When you start an album the way this one starts, (like a korean war film with a haunting guitar line that sounds like its playing itself on its death bed) you could have Foghorn Leghorn rapping for the next 50 minutes and it’d still be a dope album. But when you follow that intro with lyricists like CL Smooth, Heltah Skeltah & Pharoahe Monch what you get is more like black tar.

These things don’t always work on paper though. Just ask Kobe and Dwight about that. These types of works can often suffer because the artists don’t have the time or energy to put effort into something that isn’t there own. The difference here however is that none of these songs were written as a back scratch for borrowed beats. These are songs written in the midst of some classic albums. Sean P at his most ferocious in 2008. Jean Grae at her most vulnerable with a leak from a masterpiece that never happened. Talib Kweli even named his whole album after this track. So you don’t have to worry about any lakers moments here. Plus, you could have Yosemite Sam spitting on these beats and it’d still be smack.

This album isn’t exclusively about the guests.

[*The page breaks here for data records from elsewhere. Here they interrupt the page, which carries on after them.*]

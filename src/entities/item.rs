use rust_decimal::Decimal;
use sea_orm::entity::prelude::*;
use serde::{Deserialize, Serialize, Serializer};
use utoipa::ToSchema;

/// Number of decimal places prices are rendered with
pub const PRICE_SCALE: u32 = 2;

/// Something a vendor sells
#[derive(Clone, Debug, PartialEq, Eq, DeriveEntityModel, Serialize, Deserialize, ToSchema)]
#[sea_orm(table_name = "items")]
#[schema(as = Item)]
pub struct Model {
    #[sea_orm(primary_key)]
    pub id: i32,
    /// Owning vendor's id
    #[serde(rename = "vendor")]
    pub vendor_id: i32,
    pub name: String,
    #[sea_orm(nullable)]
    pub description: Option<String>,
    #[sea_orm(column_type = "Decimal(Some((10, 2)))")]
    #[serde(serialize_with = "serialize_price")]
    #[schema(value_type = String, example = "1.00")]
    pub price: Decimal,
    pub quantity: i32,
}

#[derive(Copy, Clone, Debug, EnumIter, DeriveRelation)]
pub enum Relation {
    #[sea_orm(
        belongs_to = "super::vendor::Entity",
        from = "Column::VendorId",
        to = "super::vendor::Column::Id",
        on_delete = "Cascade"
    )]
    Vendor,
}

impl Related<super::vendor::Entity> for Entity {
    fn to() -> RelationDef {
        Relation::Vendor.def()
    }
}

impl ActiveModelBehavior for ActiveModel {}

/// Renders prices with a fixed scale whatever precision the backend kept
fn serialize_price<S: Serializer>(price: &Decimal, serializer: S) -> Result<S::Ok, S::Error> {
    let mut price = price.round_dp(PRICE_SCALE);
    price.rescale(PRICE_SCALE);
    serializer.serialize_str(&price.to_string())
}

#[cfg(test)]
mod tests {
    use super::*;

    fn apple(price: Decimal) -> Model {
        Model {
            id: 1,
            vendor_id: 3,
            name: "Apple".into(),
            description: None,
            price,
            quantity: 0,
        }
    }

    #[test]
    fn serializes_vendor_key_and_fixed_scale_price() {
        let json = serde_json::to_value(apple(Decimal::new(1, 0))).unwrap();
        assert_eq!(json["vendor"], 3);
        assert_eq!(json["price"], "1.00");
        assert!(json.get("vendor_id").is_none());
    }

    #[test]
    fn keeps_cents_when_backend_returns_floats() {
        let json = serde_json::to_value(apple(Decimal::new(1999, 3))).unwrap();
        assert_eq!(json["price"], "2.00");
        let json = serde_json::to_value(apple(Decimal::new(125, 2))).unwrap();
        assert_eq!(json["price"], "1.25");
    }
}
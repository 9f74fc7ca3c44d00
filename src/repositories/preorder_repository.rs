use async_trait::async_trait;
use sea_orm::{ActiveModelTrait, DatabaseConnection, EntityTrait, Set};
use std::sync::Arc;
use tracing::{info, instrument};

use super::{not_updated_as_not_found, BaseRepository, CrudRepository, Repository};
use crate::dto::PreorderPayload;
use crate::entities::preorder::{self, Entity as Preorder, Model as PreorderModel};
use crate::errors::ServiceError;

/// Repository for preorder rows
#[derive(Debug, Clone)]
pub struct PreorderRepository {
    base: BaseRepository,
}

impl PreorderRepository {
    pub fn new(db: Arc<DatabaseConnection>) -> Self {
        Self {
            base: BaseRepository::new(db),
        }
    }
}

impl Repository for PreorderRepository {
    fn get_db(&self) -> &DatabaseConnection {
        self.base.get_db()
    }
}

#[async_trait]
impl CrudRepository for PreorderRepository {
    type Record = PreorderModel;
    type Payload = PreorderPayload;

    const RESOURCE: &'static str = "Preorder";

    #[instrument(skip(self))]
    async fn list_all(&self) -> Result<Vec<PreorderModel>, ServiceError> {
        Ok(Preorder::find().all(self.get_db()).await?)
    }

    #[instrument(skip(self))]
    async fn get_by_id(&self, id: i32) -> Result<Option<PreorderModel>, ServiceError> {
        Ok(Preorder::find_by_id(id).one(self.get_db()).await?)
    }

    #[instrument(skip(self, payload))]
    async fn create(&self, payload: PreorderPayload) -> Result<PreorderModel, ServiceError> {
        let active: preorder::ActiveModel = payload.into();
        let created = active.insert(self.get_db()).await?;
        info!("Preorder created: {}", created.id);
        Ok(created)
    }

    #[instrument(skip(self, payload))]
    async fn update(&self, id: i32, payload: PreorderPayload) -> Result<PreorderModel, ServiceError> {
        let mut active: preorder::ActiveModel = payload.into();
        active.id = Set(id);
        active
            .update(self.get_db())
            .await
            .map_err(|e| not_updated_as_not_found(e, Self::RESOURCE, id))
    }

    #[instrument(skip(self))]
    async fn delete(&self, id: i32) -> Result<(), ServiceError> {
        let result = Preorder::delete_by_id(id).exec(self.get_db()).await?;
        if result.rows_affected == 0 {
            return Err(ServiceError::not_found(Self::RESOURCE, id));
        }
        info!("Preorder deleted: {}", id);
        Ok(())
    }
}
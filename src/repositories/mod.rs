use async_trait::async_trait;
use sea_orm::DatabaseConnection;
use serde::Serialize;
use std::sync::Arc;

use crate::errors::ServiceError;
use crate::validation::Schema;

pub mod customer_repository;
pub mod item_repository;
pub mod preorder_repository;
pub mod vendor_repository;

pub use customer_repository::CustomerRepository;
pub use item_repository::ItemRepository;
pub use preorder_repository::PreorderRepository;
pub use vendor_repository::VendorRepository;

/// Repository trait for common database operations
pub trait Repository {
    fn get_db(&self) -> &DatabaseConnection;
}

#[derive(Debug, Clone)]
pub struct BaseRepository {
    db: Arc<DatabaseConnection>,
}

impl BaseRepository {
    pub fn new(db: Arc<DatabaseConnection>) -> Self {
        Self { db }
    }
}

impl Repository for BaseRepository {
    fn get_db(&self) -> &DatabaseConnection {
        &self.db
    }
}

/// Storage contract for a resource addressed by an integer primary key
#[async_trait]
pub trait CrudRepository: Repository + Send + Sync {
    /// Stored row as returned to clients
    type Record: Serialize + Send;
    /// Decoded request body used for create and replace
    type Payload: Schema + Send + Sync;

    /// Human-readable resource name used in logs and errors
    const RESOURCE: &'static str;

    async fn list_all(&self) -> Result<Vec<Self::Record>, ServiceError>;

    async fn get_by_id(&self, id: i32) -> Result<Option<Self::Record>, ServiceError>;

    async fn create(&self, payload: Self::Payload) -> Result<Self::Record, ServiceError>;

    async fn update(&self, id: i32, payload: Self::Payload) -> Result<Self::Record, ServiceError>;

    async fn delete(&self, id: i32) -> Result<(), ServiceError>;

    /// Checks that need the store, such as foreign keys pointing at real rows.
    async fn check_relations(&self, _payload: &Self::Payload) -> Result<(), ServiceError> {
        Ok(())
    }
}

/// Repositories whose rows belong to an owning row
#[async_trait]
pub trait OwnedRepository: CrudRepository {
    async fn list_by_owner(&self, owner_id: i32) -> Result<Vec<Self::Record>, ServiceError>;

    async fn get_by_id_and_owner(
        &self,
        id: i32,
        owner_id: i32,
    ) -> Result<Option<Self::Record>, ServiceError>;
}

/// Maps "no row touched" outcomes of an update onto a not-found error
pub(crate) fn not_updated_as_not_found(
    err: sea_orm::DbErr,
    resource: &str,
    id: i32,
) -> ServiceError {
    match err {
        sea_orm::DbErr::RecordNotUpdated | sea_orm::DbErr::RecordNotFound(_) => {
            ServiceError::not_found(resource, id)
        }
        other => ServiceError::DatabaseError(other),
    }
}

This is more about the beats. This is about the driving force of a pounding low end juxtaposed by the smooth piano samples. The basslines that seem to dance between kicks like they’re dodging bullets. The minimalism that perfectly compliments the first four bars in to the second verse. It’s the space in these compositions that lets such technical lyricists shine. The hypnotic two chord progression that some how still keeps your interest for three and a half minutes. The dynamics used to increase intensity between a technical multi syllabic verse and a hook as big as the one from Gutter Rainbows. A crescendo that takes a track so heavy it almost shook the fault line all the way back to the frequency it began at. This is about song structure, done subtlety.

M-Phazes has hand picked these beats to speak the same language as the lyricist. That’s why this album works so effortlessly. It’s not that any of the songs are outside of anything you’d expect from the featured artist. It’s nothing that’s going to change the history of music or anything. But it is going to change your drive home. It’ll probably blow your speakers before it blows your mind. But sometimes that’s all you need from a compilation album. Something that bangs. And this is definitely that.